- [GIVEN RECORDS]:
------------------------------------------------------------

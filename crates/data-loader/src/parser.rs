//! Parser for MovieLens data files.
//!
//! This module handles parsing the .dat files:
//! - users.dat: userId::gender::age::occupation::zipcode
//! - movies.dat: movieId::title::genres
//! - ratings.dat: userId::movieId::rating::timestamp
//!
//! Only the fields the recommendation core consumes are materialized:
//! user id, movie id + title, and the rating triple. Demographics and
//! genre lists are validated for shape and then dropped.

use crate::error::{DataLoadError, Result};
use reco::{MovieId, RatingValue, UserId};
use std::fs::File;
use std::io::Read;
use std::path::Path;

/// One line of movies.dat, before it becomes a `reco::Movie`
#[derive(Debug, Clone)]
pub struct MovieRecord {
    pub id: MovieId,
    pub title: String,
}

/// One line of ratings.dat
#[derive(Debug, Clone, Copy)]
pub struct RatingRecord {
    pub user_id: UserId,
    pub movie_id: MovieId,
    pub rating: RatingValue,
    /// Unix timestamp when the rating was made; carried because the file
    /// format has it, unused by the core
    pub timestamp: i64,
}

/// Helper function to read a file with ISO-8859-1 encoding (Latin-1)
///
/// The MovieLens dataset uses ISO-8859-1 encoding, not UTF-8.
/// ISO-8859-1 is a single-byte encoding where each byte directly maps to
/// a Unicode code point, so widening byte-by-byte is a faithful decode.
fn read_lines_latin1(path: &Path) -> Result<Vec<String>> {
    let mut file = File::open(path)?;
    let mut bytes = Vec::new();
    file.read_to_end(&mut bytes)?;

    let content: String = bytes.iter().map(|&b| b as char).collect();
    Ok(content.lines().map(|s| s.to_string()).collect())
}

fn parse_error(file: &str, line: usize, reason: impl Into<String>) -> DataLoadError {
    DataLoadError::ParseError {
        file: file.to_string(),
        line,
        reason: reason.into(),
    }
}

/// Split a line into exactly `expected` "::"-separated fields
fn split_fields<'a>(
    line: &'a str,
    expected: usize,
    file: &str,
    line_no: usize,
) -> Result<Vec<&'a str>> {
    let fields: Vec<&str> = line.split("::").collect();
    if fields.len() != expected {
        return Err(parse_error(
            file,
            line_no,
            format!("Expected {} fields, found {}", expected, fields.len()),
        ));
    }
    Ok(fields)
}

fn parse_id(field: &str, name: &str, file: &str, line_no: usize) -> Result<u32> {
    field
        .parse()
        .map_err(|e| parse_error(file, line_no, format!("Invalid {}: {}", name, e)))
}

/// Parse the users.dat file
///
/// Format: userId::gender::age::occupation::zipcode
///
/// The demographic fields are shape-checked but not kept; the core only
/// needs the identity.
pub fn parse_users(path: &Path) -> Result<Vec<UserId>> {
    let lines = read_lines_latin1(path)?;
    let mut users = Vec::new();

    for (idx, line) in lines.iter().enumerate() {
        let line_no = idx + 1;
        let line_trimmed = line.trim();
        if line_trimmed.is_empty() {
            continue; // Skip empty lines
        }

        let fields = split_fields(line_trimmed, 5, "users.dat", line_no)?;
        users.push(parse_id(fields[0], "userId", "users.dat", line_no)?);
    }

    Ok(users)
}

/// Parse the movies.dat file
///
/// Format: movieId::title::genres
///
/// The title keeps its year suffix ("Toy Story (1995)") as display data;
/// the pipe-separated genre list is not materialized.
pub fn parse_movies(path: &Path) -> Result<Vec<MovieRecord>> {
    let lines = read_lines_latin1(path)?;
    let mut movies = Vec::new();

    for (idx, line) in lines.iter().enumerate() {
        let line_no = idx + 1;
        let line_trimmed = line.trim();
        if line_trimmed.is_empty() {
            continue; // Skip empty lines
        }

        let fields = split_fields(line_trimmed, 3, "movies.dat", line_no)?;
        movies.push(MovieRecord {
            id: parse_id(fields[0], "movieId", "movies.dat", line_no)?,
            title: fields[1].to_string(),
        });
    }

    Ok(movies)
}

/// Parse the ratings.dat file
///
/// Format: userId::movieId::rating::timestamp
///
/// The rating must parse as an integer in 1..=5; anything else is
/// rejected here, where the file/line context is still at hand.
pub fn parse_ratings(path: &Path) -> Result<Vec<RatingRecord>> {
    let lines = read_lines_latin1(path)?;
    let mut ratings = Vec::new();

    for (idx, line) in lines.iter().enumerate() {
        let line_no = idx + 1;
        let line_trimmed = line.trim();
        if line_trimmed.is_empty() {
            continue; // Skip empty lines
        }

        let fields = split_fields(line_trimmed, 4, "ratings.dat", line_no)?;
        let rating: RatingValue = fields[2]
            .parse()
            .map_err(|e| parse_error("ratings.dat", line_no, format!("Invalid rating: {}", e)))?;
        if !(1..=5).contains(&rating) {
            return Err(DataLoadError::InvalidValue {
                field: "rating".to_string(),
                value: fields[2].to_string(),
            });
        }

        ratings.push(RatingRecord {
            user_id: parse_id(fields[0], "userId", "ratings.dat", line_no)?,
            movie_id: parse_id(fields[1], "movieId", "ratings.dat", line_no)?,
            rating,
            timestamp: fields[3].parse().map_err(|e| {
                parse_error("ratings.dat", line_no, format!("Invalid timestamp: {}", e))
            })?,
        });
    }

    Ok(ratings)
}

------------------------------------------------------------

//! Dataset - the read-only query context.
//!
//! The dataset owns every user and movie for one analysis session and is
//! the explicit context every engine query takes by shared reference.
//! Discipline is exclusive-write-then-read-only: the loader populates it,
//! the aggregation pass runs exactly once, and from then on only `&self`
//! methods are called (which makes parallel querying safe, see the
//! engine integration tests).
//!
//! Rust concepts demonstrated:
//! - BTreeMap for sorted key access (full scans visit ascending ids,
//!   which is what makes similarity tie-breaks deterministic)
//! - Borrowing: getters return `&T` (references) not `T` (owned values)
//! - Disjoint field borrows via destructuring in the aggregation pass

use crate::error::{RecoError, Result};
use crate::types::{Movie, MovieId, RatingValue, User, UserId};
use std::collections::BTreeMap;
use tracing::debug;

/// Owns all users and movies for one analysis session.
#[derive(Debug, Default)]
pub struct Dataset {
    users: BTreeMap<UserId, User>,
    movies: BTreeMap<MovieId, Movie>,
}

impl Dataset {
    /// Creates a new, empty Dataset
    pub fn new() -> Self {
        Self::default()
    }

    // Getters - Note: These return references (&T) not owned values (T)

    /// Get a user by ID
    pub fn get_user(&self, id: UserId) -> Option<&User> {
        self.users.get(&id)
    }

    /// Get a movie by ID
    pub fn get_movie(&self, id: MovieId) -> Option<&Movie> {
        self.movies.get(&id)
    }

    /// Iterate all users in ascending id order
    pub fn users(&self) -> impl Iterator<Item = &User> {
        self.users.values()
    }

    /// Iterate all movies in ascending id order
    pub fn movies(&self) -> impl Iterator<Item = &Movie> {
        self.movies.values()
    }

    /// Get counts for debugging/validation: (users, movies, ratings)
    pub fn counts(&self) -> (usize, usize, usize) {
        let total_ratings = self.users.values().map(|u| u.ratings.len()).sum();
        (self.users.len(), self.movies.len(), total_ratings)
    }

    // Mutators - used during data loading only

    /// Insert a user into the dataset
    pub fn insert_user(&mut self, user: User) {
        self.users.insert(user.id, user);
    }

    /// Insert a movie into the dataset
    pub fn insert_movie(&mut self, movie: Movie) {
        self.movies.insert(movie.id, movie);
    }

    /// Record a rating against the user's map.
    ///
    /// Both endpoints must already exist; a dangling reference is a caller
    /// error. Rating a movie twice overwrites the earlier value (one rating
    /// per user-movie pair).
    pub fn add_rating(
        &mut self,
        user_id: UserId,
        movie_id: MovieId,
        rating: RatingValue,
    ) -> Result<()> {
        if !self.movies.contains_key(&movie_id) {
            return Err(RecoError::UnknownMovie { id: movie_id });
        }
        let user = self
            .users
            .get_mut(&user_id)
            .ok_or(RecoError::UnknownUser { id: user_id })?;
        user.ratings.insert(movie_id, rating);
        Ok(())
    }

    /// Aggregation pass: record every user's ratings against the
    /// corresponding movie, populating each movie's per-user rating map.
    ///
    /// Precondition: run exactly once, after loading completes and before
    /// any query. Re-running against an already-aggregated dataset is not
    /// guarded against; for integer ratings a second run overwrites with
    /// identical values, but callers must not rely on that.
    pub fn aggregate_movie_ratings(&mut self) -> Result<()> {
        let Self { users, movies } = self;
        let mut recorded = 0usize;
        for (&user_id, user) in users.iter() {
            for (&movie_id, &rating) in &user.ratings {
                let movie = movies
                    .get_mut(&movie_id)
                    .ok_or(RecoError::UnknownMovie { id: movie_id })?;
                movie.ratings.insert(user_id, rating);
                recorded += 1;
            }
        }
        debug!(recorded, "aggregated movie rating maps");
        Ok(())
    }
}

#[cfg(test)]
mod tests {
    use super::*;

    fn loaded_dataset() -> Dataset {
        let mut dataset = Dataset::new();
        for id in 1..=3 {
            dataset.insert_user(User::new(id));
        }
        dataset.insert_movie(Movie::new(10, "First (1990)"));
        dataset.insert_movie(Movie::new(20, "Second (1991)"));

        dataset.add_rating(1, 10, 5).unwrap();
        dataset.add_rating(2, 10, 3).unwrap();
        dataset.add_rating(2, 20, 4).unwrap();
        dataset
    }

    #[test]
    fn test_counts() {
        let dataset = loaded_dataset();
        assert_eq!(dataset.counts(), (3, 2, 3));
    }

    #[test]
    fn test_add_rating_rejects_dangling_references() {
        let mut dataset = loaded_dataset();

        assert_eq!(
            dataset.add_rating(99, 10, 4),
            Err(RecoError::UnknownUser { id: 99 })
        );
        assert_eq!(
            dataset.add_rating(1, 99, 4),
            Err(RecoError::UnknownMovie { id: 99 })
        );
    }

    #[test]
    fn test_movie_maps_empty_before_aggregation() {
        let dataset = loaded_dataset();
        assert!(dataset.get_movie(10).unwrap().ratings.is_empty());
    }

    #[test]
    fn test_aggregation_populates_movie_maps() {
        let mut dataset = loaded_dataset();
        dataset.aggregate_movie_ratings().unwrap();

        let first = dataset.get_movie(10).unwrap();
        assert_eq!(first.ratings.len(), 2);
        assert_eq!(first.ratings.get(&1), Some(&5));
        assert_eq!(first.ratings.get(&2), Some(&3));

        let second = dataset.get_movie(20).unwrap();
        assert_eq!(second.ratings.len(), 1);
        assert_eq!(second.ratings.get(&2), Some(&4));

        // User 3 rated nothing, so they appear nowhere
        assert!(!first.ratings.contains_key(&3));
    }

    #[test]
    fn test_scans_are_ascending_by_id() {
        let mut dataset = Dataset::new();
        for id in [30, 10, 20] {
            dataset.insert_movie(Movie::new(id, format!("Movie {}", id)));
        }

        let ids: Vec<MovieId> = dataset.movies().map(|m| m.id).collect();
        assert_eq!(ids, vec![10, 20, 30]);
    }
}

------------------------------------------------------------

Each line of the entries above that contains "DataLoadError" must be copied into the answer.

- [FINISHED TASK]:
use crate::error::{DataLoadError, Result};
fn parse_error(file: &str, line: usize, reason: impl Into<String>) -> DataLoadError {
    DataLoadError::ParseError {
            return Err(DataLoadError::InvalidValue {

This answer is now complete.